══ Provided records ══
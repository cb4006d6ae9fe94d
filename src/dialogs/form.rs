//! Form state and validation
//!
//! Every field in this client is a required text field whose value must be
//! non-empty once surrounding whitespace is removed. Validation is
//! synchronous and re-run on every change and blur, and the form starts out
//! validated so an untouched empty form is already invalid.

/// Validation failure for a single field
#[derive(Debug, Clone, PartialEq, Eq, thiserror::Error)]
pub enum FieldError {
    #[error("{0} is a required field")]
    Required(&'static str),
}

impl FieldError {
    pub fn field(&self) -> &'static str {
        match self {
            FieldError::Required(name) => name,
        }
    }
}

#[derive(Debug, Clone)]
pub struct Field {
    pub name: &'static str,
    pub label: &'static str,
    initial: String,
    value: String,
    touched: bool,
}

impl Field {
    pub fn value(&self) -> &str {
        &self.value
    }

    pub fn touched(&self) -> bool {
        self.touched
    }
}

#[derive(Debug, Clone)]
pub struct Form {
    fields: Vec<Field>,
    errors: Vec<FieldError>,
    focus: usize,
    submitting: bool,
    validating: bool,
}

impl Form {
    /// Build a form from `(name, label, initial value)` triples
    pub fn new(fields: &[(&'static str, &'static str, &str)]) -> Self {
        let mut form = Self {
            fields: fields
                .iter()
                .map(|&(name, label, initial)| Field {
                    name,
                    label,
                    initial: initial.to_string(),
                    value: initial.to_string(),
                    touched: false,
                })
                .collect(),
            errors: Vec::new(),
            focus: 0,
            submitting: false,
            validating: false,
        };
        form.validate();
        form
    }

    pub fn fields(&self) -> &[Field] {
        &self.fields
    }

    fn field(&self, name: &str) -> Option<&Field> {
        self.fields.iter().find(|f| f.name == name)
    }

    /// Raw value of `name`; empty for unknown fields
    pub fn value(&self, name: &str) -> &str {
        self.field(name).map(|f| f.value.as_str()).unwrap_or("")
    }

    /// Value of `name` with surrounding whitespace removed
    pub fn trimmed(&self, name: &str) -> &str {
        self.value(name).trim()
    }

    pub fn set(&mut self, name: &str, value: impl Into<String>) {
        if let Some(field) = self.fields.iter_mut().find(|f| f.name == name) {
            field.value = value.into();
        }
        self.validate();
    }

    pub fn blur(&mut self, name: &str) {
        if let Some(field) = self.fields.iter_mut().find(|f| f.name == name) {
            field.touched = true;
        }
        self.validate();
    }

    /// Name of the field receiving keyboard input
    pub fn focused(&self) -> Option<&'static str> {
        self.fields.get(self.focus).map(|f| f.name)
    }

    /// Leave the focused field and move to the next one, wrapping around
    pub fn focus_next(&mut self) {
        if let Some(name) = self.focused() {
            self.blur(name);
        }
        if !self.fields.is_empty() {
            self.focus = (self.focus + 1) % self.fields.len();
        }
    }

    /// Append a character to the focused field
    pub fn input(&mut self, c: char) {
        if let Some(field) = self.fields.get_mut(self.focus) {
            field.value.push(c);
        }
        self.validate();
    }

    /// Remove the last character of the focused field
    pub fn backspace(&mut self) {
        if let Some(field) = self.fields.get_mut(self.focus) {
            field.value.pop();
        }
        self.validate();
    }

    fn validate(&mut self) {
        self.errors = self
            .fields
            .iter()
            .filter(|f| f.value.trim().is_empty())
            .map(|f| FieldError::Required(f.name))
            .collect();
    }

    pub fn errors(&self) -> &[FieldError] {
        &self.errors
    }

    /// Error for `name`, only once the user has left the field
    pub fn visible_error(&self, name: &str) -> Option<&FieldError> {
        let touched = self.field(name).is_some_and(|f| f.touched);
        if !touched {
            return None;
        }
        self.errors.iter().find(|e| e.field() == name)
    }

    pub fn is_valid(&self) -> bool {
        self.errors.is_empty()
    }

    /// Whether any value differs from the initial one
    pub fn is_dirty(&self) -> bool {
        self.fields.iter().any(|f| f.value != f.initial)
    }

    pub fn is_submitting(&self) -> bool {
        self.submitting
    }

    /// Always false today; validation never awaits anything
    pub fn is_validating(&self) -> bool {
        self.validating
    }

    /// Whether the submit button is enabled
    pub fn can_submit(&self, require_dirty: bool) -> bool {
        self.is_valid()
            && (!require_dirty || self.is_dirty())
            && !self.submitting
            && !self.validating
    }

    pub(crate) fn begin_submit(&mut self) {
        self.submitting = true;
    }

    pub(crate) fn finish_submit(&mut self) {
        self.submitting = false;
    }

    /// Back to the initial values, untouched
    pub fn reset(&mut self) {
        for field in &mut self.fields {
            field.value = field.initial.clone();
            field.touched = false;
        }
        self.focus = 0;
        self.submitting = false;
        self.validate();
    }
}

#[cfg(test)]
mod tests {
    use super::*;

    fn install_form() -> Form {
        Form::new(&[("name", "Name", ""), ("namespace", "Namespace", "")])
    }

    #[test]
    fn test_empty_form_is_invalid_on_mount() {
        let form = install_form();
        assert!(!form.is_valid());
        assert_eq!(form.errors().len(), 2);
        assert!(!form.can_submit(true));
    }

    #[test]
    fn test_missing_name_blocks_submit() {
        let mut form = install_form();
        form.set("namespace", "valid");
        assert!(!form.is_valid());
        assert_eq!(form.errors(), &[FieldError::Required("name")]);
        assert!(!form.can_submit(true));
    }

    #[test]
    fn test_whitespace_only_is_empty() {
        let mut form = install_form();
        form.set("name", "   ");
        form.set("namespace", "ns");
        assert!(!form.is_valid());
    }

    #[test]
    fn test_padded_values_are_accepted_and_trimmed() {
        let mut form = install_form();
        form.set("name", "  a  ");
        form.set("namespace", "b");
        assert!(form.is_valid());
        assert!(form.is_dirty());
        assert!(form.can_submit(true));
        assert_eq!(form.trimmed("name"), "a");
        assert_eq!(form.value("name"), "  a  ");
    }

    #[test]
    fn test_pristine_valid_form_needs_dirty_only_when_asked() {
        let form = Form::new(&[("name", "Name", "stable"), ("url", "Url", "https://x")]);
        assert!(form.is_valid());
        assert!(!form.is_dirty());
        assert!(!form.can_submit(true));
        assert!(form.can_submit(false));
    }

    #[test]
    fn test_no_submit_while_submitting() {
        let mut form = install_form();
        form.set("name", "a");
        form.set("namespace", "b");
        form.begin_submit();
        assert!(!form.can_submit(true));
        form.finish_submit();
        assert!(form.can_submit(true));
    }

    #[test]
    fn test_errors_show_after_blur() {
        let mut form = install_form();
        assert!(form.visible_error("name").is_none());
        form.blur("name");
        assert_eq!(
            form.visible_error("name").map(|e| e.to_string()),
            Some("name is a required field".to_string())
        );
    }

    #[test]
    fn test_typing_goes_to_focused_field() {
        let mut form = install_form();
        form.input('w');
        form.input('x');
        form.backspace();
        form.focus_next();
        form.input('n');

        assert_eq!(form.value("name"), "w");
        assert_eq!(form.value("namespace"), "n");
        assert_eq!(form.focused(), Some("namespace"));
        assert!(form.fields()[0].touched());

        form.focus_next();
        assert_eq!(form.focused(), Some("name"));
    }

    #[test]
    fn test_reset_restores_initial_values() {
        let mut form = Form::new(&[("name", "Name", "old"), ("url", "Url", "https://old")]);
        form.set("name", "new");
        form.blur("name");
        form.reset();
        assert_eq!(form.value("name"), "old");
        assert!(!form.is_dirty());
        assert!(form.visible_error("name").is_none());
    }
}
═══
=== About this task ===
Search the records above for "character". Copy each line where it is found.

=== Answer space ===
    /// Append a character to the focused field
    /// Remove the last character of the focused field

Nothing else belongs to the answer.